WHAT THE TASK REQUIRES:
Count only the lines of the records that hold "along", then give the number without any other words.

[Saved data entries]
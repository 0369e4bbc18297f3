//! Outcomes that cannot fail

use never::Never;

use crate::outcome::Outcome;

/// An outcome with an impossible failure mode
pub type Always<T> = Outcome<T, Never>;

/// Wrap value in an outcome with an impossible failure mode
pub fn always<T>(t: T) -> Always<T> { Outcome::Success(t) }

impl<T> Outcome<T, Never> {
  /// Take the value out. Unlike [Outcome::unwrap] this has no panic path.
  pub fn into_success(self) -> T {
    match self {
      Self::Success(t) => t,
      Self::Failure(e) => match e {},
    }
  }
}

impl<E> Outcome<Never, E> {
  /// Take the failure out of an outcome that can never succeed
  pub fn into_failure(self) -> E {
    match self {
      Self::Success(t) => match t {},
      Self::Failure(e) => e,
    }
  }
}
==
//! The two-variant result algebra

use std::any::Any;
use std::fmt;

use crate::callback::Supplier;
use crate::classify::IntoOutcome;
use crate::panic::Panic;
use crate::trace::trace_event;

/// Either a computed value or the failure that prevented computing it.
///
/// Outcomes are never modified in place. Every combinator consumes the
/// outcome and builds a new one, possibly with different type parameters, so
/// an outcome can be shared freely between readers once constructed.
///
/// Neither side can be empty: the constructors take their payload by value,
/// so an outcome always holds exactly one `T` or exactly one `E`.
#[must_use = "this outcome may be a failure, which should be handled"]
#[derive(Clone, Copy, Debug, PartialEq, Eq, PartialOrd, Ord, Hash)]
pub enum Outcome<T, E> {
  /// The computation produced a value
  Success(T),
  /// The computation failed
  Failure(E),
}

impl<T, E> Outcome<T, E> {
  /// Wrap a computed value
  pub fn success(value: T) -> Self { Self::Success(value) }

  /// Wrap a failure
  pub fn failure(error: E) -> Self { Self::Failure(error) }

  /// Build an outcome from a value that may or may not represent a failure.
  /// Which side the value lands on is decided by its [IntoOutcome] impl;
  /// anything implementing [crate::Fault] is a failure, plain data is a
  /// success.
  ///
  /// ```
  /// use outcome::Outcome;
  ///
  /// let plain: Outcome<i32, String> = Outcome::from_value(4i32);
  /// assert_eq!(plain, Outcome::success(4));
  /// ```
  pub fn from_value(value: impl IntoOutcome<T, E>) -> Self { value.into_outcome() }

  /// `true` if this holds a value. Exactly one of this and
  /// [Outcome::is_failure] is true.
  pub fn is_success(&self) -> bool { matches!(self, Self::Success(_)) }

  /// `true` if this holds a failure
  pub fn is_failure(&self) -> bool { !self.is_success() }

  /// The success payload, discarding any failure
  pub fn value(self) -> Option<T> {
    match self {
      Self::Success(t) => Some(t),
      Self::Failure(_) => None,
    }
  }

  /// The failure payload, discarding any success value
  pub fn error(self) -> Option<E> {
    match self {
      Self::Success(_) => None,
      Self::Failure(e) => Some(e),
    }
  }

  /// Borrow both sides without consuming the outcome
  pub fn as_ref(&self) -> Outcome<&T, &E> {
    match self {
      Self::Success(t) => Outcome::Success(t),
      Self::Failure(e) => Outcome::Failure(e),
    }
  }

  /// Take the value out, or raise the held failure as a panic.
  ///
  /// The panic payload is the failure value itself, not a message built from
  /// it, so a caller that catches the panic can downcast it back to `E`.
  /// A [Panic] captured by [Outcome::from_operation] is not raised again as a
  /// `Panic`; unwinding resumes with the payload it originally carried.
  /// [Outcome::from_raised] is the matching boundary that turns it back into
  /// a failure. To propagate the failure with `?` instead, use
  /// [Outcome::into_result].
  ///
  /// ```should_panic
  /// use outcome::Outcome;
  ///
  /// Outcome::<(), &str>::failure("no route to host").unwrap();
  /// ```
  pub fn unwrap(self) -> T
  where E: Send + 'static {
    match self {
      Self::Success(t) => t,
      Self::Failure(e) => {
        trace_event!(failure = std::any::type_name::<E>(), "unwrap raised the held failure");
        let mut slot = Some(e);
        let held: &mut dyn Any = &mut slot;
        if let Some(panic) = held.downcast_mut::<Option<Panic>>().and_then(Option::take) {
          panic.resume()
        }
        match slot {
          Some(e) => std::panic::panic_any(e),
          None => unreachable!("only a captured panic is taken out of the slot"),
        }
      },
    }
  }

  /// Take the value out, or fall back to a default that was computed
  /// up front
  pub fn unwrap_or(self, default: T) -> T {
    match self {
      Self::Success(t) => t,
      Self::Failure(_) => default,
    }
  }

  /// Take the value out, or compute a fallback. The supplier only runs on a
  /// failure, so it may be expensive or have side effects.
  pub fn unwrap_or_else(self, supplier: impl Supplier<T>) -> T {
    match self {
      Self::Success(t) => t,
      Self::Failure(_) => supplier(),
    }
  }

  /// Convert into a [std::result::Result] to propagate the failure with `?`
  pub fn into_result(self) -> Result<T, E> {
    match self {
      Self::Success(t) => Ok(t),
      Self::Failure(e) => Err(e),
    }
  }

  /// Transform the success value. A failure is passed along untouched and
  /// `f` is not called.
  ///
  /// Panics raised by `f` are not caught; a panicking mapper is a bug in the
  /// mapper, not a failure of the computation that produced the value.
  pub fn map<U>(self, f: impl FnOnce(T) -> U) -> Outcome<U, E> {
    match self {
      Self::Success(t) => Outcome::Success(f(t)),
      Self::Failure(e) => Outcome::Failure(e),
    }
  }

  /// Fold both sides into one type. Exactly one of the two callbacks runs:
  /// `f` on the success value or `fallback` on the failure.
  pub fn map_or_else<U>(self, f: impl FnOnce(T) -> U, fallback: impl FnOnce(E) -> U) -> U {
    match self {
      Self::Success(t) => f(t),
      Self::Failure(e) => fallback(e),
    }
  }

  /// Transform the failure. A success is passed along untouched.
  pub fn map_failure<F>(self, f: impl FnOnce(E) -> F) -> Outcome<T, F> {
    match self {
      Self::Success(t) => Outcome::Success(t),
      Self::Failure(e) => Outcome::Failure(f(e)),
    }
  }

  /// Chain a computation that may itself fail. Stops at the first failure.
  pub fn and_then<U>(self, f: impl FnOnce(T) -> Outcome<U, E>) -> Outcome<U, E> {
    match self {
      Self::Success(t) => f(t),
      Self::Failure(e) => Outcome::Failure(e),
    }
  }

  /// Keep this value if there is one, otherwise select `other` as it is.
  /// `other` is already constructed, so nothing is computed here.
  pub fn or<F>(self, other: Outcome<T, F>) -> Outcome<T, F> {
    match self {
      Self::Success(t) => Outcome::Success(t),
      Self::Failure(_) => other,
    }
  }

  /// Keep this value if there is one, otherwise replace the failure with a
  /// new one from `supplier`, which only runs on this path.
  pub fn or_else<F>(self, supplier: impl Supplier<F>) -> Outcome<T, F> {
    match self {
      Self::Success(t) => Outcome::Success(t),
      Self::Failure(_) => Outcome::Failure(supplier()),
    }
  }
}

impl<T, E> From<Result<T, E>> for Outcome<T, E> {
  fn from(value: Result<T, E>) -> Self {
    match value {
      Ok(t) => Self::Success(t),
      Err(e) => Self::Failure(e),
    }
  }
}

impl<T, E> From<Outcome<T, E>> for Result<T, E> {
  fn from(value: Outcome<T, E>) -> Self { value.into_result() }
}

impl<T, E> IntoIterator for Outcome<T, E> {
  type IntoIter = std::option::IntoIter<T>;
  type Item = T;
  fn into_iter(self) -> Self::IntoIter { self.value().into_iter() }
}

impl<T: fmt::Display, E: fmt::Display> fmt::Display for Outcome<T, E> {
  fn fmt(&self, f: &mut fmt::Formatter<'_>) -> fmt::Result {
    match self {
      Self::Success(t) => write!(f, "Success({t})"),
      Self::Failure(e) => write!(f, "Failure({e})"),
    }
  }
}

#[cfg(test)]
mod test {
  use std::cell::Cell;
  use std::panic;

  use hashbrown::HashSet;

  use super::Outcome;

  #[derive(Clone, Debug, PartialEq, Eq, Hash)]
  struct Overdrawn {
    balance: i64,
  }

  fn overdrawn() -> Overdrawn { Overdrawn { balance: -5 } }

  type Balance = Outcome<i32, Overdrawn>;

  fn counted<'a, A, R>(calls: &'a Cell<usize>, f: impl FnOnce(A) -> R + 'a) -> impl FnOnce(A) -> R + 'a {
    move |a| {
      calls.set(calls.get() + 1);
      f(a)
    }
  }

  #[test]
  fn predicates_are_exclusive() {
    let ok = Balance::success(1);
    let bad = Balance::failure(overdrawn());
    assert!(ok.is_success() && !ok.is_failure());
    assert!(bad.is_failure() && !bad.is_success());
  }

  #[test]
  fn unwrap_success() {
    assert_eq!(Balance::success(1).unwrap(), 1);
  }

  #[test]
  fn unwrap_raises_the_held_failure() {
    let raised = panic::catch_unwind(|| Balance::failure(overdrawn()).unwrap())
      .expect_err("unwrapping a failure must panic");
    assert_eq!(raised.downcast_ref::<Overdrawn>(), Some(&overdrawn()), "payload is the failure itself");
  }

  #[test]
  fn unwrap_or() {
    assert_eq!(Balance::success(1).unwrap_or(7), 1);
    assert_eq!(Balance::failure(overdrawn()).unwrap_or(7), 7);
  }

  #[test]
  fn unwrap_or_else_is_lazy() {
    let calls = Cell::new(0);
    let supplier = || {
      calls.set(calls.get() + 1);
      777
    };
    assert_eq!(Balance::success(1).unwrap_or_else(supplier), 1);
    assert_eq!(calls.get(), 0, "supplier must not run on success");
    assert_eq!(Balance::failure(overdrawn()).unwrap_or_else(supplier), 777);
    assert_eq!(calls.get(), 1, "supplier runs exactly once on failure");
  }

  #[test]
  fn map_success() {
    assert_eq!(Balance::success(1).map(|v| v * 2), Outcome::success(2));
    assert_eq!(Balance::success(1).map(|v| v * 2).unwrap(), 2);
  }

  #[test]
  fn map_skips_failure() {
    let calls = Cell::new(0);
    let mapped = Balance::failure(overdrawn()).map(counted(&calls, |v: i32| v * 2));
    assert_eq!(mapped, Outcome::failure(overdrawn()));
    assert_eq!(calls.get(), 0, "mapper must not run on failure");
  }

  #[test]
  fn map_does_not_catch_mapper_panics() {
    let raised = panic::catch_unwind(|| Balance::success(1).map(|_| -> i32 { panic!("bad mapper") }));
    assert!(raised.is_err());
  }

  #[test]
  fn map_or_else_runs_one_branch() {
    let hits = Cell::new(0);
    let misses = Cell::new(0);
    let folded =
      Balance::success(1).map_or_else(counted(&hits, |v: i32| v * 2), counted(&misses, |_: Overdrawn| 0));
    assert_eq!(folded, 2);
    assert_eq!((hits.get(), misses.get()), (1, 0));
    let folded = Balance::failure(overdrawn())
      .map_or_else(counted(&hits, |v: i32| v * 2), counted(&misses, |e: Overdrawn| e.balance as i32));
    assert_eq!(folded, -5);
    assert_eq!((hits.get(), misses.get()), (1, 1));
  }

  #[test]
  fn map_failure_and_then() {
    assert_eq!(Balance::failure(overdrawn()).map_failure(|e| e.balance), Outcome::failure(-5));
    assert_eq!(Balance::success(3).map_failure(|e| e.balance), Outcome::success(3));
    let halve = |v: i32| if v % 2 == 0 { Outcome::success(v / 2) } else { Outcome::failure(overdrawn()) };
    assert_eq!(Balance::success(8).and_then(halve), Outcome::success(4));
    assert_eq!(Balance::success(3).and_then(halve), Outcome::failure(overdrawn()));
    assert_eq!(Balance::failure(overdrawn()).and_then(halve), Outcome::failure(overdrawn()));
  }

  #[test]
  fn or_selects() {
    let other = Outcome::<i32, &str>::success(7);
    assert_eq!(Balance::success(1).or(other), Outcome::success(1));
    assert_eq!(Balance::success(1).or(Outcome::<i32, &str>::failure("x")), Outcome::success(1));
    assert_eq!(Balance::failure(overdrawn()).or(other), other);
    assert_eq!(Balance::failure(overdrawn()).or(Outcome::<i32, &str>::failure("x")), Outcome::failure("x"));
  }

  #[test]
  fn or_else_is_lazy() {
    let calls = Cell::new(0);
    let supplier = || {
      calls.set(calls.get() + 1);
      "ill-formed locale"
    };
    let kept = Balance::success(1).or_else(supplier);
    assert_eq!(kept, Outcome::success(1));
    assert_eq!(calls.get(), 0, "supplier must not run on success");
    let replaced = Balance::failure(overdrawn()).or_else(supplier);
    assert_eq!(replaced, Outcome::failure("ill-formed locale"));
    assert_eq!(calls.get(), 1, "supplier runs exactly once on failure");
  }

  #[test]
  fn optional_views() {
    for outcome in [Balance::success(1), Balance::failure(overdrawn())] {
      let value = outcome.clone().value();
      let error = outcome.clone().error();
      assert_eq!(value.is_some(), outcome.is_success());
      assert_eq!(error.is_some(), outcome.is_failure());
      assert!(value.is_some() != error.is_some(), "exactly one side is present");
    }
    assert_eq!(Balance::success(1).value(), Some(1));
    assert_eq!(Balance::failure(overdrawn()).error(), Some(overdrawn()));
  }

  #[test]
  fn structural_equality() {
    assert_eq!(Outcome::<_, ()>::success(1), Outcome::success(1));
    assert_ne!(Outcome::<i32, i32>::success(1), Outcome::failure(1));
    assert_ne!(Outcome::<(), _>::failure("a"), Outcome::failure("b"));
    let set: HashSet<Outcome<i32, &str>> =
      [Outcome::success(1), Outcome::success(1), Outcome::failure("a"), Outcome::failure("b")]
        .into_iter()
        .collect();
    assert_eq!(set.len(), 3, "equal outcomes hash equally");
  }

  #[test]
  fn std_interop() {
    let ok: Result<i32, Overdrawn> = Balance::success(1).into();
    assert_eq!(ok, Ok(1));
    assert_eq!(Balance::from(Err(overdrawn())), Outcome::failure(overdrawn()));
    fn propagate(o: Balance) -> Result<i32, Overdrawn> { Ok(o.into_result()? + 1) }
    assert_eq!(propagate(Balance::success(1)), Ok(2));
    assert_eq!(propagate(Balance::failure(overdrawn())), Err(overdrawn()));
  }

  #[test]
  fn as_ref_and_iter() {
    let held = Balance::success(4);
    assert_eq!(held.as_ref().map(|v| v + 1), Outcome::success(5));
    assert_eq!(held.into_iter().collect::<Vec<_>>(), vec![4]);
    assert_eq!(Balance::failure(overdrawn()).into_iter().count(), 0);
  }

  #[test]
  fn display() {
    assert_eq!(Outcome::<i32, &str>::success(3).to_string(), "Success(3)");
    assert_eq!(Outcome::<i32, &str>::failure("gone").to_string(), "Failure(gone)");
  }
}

ANSWER TO THIS PROBLEM:
2